Nat Demos Dashboard
pheared writes "Nat Friedman from Ximian gave a fairly in depth, quite hilarious (got embarrassing screensaver?), and somewhat impromptu, talk about his project "Dashboard" at OLS. From his blog: "The dashboard is a piece of software which performs a continous, automatic search of your personal information space to show you things in your life that are related to whatever you happen to be doing with your computer at the time." Neat stuff, but I don't think I will be warming up to Mono and C# any time soon."
Are you taking the PIS? Uhm... "my PIS is full. I can't find my PIS."
I think we need another term. Unfortunately my PIS seems to have crashed so I can't search for one.
Ceci n'est pas une signature
Is there any subject on this site that is immune to reflex bashing-of-all-things-Microsoft? Stop the snide Mono remarks already.
From the submitter:
Was this commentary really necessary? This software looks like neat stuff, just as pheared said, so why the barb? Could you at least give a reason for your statement? What, if anything, does it have to do with the article, save that the software in question was written using C# via Mono?
Editors, I know you've explained why you won't edit user submissions before, and I know it's a losing battle to suggest you change, but this is a perfect candidate for editing. That remark had no business being left on the submission, and removing it would not detract from the story one bit. If there has ever been a perfect example of why editors should take their jobs seriously, this is it. Was pheared so unsure of the quality of his submission that he needed to try to stir up debate over Mono and C#, rather than let the story stand on its own? Or worse, were there really no other submissions for this story, or did the editors purposely choose this one submission because of the added barb at the end?
A hackers dreams come true? Get a log of everything you did today or in the past, all kinds of data passwords etc. all on a golden platter ?! What are the security features in this thing?
In fact, the more knee jerk, unsubstantiated, unjustified snide throwaway comments I read about .net and C#, the more inclined I am to think that I'm seeing Ludditism writ large, and that .net is something that I should be taking a look at sooner rather than later if I want to stay employed in the tech business.

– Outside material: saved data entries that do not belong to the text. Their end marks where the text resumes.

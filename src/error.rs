//! # Error Types
//!
//! Error handling for the framewire codec.
//!
//! This module defines every failure that can surface from an encode or decode
//! call, from structural problems in the object graph to corrupted buffers and
//! transport failures.
//!
//! ## Error Categories
//! - **Graph Errors**: nesting ceiling exceeded, values the codec cannot frame
//! - **Stream Errors**: integrity mismatch, truncated frames, shape mismatch
//! - **Compression Errors**: compression failures, size limit violations
//! - **I/O Errors**: transfer and configuration file failures
//!
//! None of these are retried internally. Every error aborts the whole call and
//! is surfaced to the caller.
//!
//! ## Example Usage
//! ```rust
//! use framewire::core::codec::Codec;
//! use framewire::error::{CodecError, Result};
//!
//! fn roundtrip(codec: &Codec, value: &Vec<i32>) -> Result<Vec<i32>> {
//!     let bytes = codec.encode(value)?;
//!     codec.decode::<Vec<i32>>(&bytes)
//! }
//!
//! let codec = Codec::default();
//! match roundtrip(&codec, &vec![1, 2, 3]) {
//!     Ok(values) => assert_eq!(values, vec![1, 2, 3]),
//!     Err(CodecError::IntegrityMismatch) => panic!("corrupted"),
//!     Err(e) => panic!("unexpected: {e}"),
//! }
//! ```

use serde::{Deserialize, Serialize};
use std::io;
use thiserror::Error;

/// Error message constants to reduce allocations in error paths.
pub mod constants {
    /// Structural errors
    pub const ERR_MALFORMED_RECORD: &str = "Record declares the same field name twice";
    pub const ERR_CONVERTER_TYPE: &str = "Converter produced a value of the wrong type";
    pub const ERR_CELL_BORROWED: &str = "Shared cell is mutably borrowed during encode";
    pub const ERR_NO_CONVERTER: &str = "No converter registered for opaque type";

    /// Stream errors
    pub const ERR_TRAILING_BYTES: &str = "Root frame does not span the whole body";
    pub const ERR_FIELD_COUNT: &str = "Frame count does not match the record field count";
    pub const ERR_ARRAY_LENGTH: &str = "Frame count does not match the fixed array length";
    pub const ERR_PRIMITIVE_WIDTH: &str = "Payload width does not match the primitive type";
    pub const ERR_INVALID_UTF8: &str = "Text payload is not valid UTF-8";
    pub const ERR_INVALID_CHAR: &str = "Payload is not a valid Unicode scalar value";
    pub const ERR_INVALID_BOOL: &str = "Payload is not a valid boolean byte";

    /// Transfer errors
    pub const ERR_CONNECTION_CLOSED: &str = "Connection closed before any data arrived";
}

// CodecError is the single error type for every codec operation
#[derive(Error, Debug, Serialize, Deserialize)]
pub enum CodecError {
    #[error("I/O error: {0}")]
    #[serde(skip_serializing, skip_deserializing)]
    Io(#[from] io::Error),

    #[error("Nesting ceiling exceeded: depth {depth} > {ceiling} (cyclic reference or structure too deep)")]
    NestingExceeded { depth: usize, ceiling: usize },

    #[error("Integrity check failed: content hash mismatch")]
    IntegrityMismatch,

    #[error("Shape mismatch: {0}")]
    ShapeMismatch(String),

    #[error("Unsupported value: {0}")]
    UnsupportedValue(String),

    #[error("Truncated frame: needed {needed} bytes, {available} available")]
    Truncated { needed: usize, available: usize },

    #[error("Frame too large: {0} bytes")]
    OversizedFrame(usize),

    #[error("Buffer too large: {0} bytes")]
    OversizedBuffer(usize),

    #[error("Compression failed")]
    CompressionFailure,

    #[error("Decompression failed")]
    DecompressionFailure,

    #[error("Configuration error: {0}")]
    ConfigError(String),

    #[error("Transport error: {0}")]
    TransportError(String),

    #[error("Timeout occurred")]
    Timeout,
}

impl CodecError {
    /// Short, stable label used for metrics and log fields
    pub fn kind(&self) -> &'static str {
        match self {
            CodecError::Io(_) => "io",
            CodecError::NestingExceeded { .. } => "nesting_exceeded",
            CodecError::IntegrityMismatch => "integrity_mismatch",
            CodecError::ShapeMismatch(_) => "shape_mismatch",
            CodecError::UnsupportedValue(_) => "unsupported_value",
            CodecError::Truncated { .. } => "truncated",
            CodecError::OversizedFrame(_) => "oversized_frame",
            CodecError::OversizedBuffer(_) => "oversized_buffer",
            CodecError::CompressionFailure => "compression_failure",
            CodecError::DecompressionFailure => "decompression_failure",
            CodecError::ConfigError(_) => "config",
            CodecError::TransportError(_) => "transport",
            CodecError::Timeout => "timeout",
        }
    }
}

/// Type alias for Results using CodecError
pub type Result<T> = std::result::Result<T, CodecError>;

If you were blocking sigs, you wouldn't have to read this.
once again, lame technologies seek to imitate what the One True Editor has been able to do for years.
next!
Reminds me of haystack which was dismissed as been-there-seen-that when it was discussed here. I think there might be a place for these things -- but where?
Besides one screenshot in the link, which is going slow..
Here's one using sniffed rss traffic
and here's one with geo traffic.. (cool) There's a bit more info here
-- Sib
... you can read a discussion about ADHD, general lack of concentration and inability to get a job done.
Save your wrists today - switch to Dvorak
The Remembrance Agent is an Emacs add-in that does mostly what Nat's tools seems to be supposed to do : "The Remembrance Agent (RA) is a program which augments human memory by displaying a list of documents which might be relevant to the user's current context. Unlike most information retrieval systems, the RA runs continuously without user intervention. Its unobtrusive interface allows a user to pursue or ignore the RA's suggestions as desired". Nice concept, but since the original is mostly tied to Emacs, a modern implementation would sure be quite welcome.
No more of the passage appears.